For SEM assay, after incubation, the mature biofilms on the coverslips were gently washed with PBS to remove the planktonic bacteria; 2.5% glutaraldehyde was used to fix the mature biofilms for 12 h and then removed followed by gentle washing with PBS (pH 7.2). The resulting biofilms were sequentially dehydrated using a gradient of ethanol (50%, 70%, 90%, and 100%). The coverslips were freeze-dried, gold-coated, and visualized under SEM (S4800, HITACHI, Tokyo, Japan).

For CLSM, the mature biofilms on the coverslips were stained with 0.1 mg/mL of acridine orange solution and ethidium bromide solution (V/V = 1:1) for 15 min in darkness, and the images were observed by CLSM (TCS SP8, Leica, Wetzlar, Germany).

Cytotoxicity assay

Cytotoxicity was measured via CCK-8 assay using RAW 264.7 cells incubated in Dulbecco’s Modified Eagle’s Medium (DMEM) according to the reported method, with some modifications (Fong et al., 2019). Briefly, RAW 264.7 cells were grown in DMEM and supplemented with 10% fetal bovine serum (Gibco, Grand Island, NY, USA) at 37°C and 5% CO2. The cells were transferred into 96-well microplates with 1 × 105 cells/well. After being incubated for 24 h, the cells were washed with PBS and treated with PT22 (0.50 mg/mL, 0.75 mg/mL, and 1.00 mg/mL) in 100 µL DMEM. DMSO was used as the negative control. After continuous incubation at 37°C and 5% CO2 for 24 h, 10 μL of CCK-8 solution was added to each well, followed by incubation at 37°C for an additional 1 h for cell viability measurement. Subsequently, solution absorbance was measured using a microplate reader (Biotek EPOCH2, USA) at 450 nm.
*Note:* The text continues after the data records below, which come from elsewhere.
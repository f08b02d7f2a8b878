//! Parquet file handling for weighted edge lists

use crate::graph::{GraphBuilder, WeightedGraph};
use anyhow::Result;
use polars::prelude::*;

/// Column names of an edge-list file
#[derive(Debug, Clone)]
pub struct EdgeColumns {
    pub source: String,
    pub target: String,

    /// Weight column; every edge weighs 1.0 when absent
    pub weight: Option<String>,
}

impl Default for EdgeColumns {
    fn default() -> Self {
        Self {
            source: "src".to_string(),
            target: "dst".to_string(),
            weight: None,
        }
    }
}

/// Load an undirected weighted graph from a Parquet edge list.
///
/// Endpoint columns may hold strings or integers; they become node labels in
/// order of first appearance. Rows with a null endpoint or weight are skipped.
pub fn load_weighted_edges(
    path: &str,
    columns: &EdgeColumns,
) -> Result<(WeightedGraph, Vec<String>)> {
    log::info!("Reading parquet file: {}", path);

    if !std::path::Path::new(path).exists() {
        return Err(anyhow::anyhow!("File not found: {}", path));
    }

    let mut selection = vec![
        col(columns.source.as_str()),
        col(columns.target.as_str()),
    ];
    if let Some(weight) = &columns.weight {
        selection.push(col(weight.as_str()));
    }

    let df = LazyFrame::scan_parquet(path, Default::default())?
        .select(selection)
        .collect()?;

    log::info!("File schema: {:?}", df.schema());
    log::info!("Loaded {} edge rows", df.height());

    let src_col = df.column(&columns.source)?.cast(&DataType::String)?;
    let dst_col = df.column(&columns.target)?.cast(&DataType::String)?;
    let src_col = src_col.str()?;
    let dst_col = dst_col.str()?;

    let weight_col = match &columns.weight {
        Some(name) => Some(df.column(name)?.cast(&DataType::Float64)?),
        None => None,
    };
    let weights = weight_col.as_ref().map(|c| c.f64()).transpose()?;

    let row_count = df.height();
    let mut builder = GraphBuilder::with_capacity(row_count);
    let mut skipped = 0usize;

    for i in 0..row_count {
        let (Some(src), Some(dst)) = (src_col.get(i), dst_col.get(i)) else {
            skipped += 1;
            continue;
        };
        let weight = match weights {
            Some(w) => match w.get(i) {
                Some(w) => w,
                None => {
                    skipped += 1;
                    continue;
                }
            },
            None => 1.0,
        };

        builder.add_edge(src, dst, weight)?;
    }

    if skipped > 0 {
        log::warn!("Skipped {} rows with null values", skipped);
    }

    let (graph, labels) = builder.build();
    log::info!(
        "Built graph with {} nodes, {} edges, total weight {}",
        graph.node_count,
        graph.edge_count(),
        graph.total_weight()
    );

    Ok((graph, labels))
}
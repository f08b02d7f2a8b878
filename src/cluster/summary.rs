//! Per-community summaries for the betweenness stage

use crate::cluster::metrics::{calculate_density, cut_weight};
use crate::cluster::profiles::{compute_border_profiles, equivalence_classes};
use crate::cluster::{ClusterSummary, ProfileClasses};
use crate::error::Result;
use crate::louvain::{ClusteringOutcome, Community};
use rayon::prelude::*;

/// Summarize one community, optionally grouping its members by border profile
pub fn summarize_community(community: &Community<'_>, with_profiles: bool) -> Result<ClusterSummary> {
    let border_vertices = community.border_vertices();

    let profile_classes = if with_profiles {
        let profiles = compute_border_profiles(community, &border_vertices)?;
        let members = community.members();
        let classes = equivalence_classes(&profiles)?
            .into_iter()
            .map(|class| class.into_iter().map(|local| members[local]).collect())
            .collect();
        Some(ProfileClasses {
            border_count: border_vertices.len(),
            classes,
        })
    } else {
        None
    };

    Ok(ClusterSummary {
        id: community.id(),
        members: community.members().to_vec(),
        size: community.len(),
        density: calculate_density(community),
        internal_weight: community.internal_weight(),
        cut_weight: cut_weight(community),
        border_vertices,
        profile_classes,
    })
}

/// Summarize every community with at least `min_cluster_size` members, largest first
pub fn summarize_communities(
    outcome: &ClusteringOutcome<'_>,
    min_cluster_size: usize,
    with_profiles: bool,
) -> Result<Vec<ClusterSummary>> {
    log::info!(
        "Summarizing {} communities (min size {}, profiles: {})",
        outcome.communities.len(),
        min_cluster_size,
        with_profiles
    );

    let mut summaries = outcome
        .communities
        .par_iter()
        .filter(|c| c.len() >= min_cluster_size)
        .map(|c| summarize_community(c, with_profiles))
        .collect::<Result<Vec<_>>>()?;

    // Sort clusters by size (largest first), id breaks ties
    summaries.sort_by(|a, b| b.size.cmp(&a.size).then(a.id.cmp(&b.id)));

    log::info!(
        "Kept {} clusters with {} or more members",
        summaries.len(),
        min_cluster_size
    );

    Ok(summaries)
}

#[cfg(test)]
mod tests {
    use super::*;
    use crate::config::LouvainConfig;
    use crate::graph::WeightedGraph;
    use crate::louvain::LouvainEvaluator;

    #[test]
    fn disconnected_triangles_have_no_border() {
        let g = WeightedGraph::from_edges(
            6,
            [
                (0, 1, 1.0),
                (1, 2, 1.0),
                (0, 2, 1.0),
                (3, 4, 1.0),
                (4, 5, 1.0),
                (3, 5, 1.0),
            ],
        )
        .unwrap();
        let outcome = LouvainEvaluator::new(LouvainConfig::default().with_parallelism(1))
            .evaluate(&g)
            .unwrap();

        let summaries = summarize_communities(&outcome, 1, true).unwrap();
        assert_eq!(summaries.len(), 2);
        for s in &summaries {
            assert_eq!(s.size, 3);
            assert_eq!(s.density, 1.0);
            assert_eq!(s.internal_weight, 3.0);
            assert!(s.border_vertices.is_empty());
            let classes = s.profile_classes.as_ref().unwrap();
            assert_eq!(classes.border_count, 0);
            assert_eq!(classes.classes, vec![s.members.clone()]);
        }
    }

    #[test]
    fn small_clusters_are_filtered() {
        let g = WeightedGraph::edgeless(3);
        let outcome = LouvainEvaluator::new(LouvainConfig::default())
            .evaluate(&g)
            .unwrap();
        assert_eq!(summarize_communities(&outcome, 2, false).unwrap().len(), 0);
        assert_eq!(summarize_communities(&outcome, 1, false).unwrap().len(), 3);
    }
}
Galleria mellonella survival assay

G. mellonella larvae have been considered a traditional model to investigate microbial infections in vivo (Tsai et al., 2016). The survival rates of the larvae after the treatment of PT22 (0.50 mg/mL, 0.75 mg/mL, and 1.00 mg/mL), antibiotics (4.00 μg/mL gentamycin and 4.00 μg/mL piperacillin) alone, gentamycin (4.00 μg/mL) + PT22 (0.50 mg/mL), and piperacillin (4.00 μg/mL) + PT22 (0.50 mg/mL) were used to evaluate the effects on P. aeruginosa PAO1 infection according to the reports with some modifications (Ménard et al., 2021). DMSO served as a negative control. Briefly, overnight cultures of P. aeruginosa PAO1 were centrifuged at 4°C, 10,000 rpm, for 10 min, resuspended in sterile 0.95% NaCl solution, and adjusted to 106 CFU/mL. After being disinfected externally with 75% ethanol, a 10-μL aliquot was injected into larvae using a Hamilton syringe, and a 10-μL dose of a single drug type or drug combination was injected directly into larvae at 1 h post-infection. Mortality was monitored each 24 h for 120 h. The controls were injected with 10 µL of sterile 0.95% NaCl solution.

Statistical analysis

All experiments were performed in biological triplicates, and data were presented as means ± standard deviation (SD). Statistical differences were evaluated with a one-way analysis of variance ANOVA test or t-test using GraphPad Prism 8 (GraphPad Software Inc., La Jolla, CA, USA). p ≤ 0.05 was considered to be statistically significant (*p ≤ 0.05, **p ≤ 0.01, ***p ≤ 0.001, and ****p ≤ 0.0001).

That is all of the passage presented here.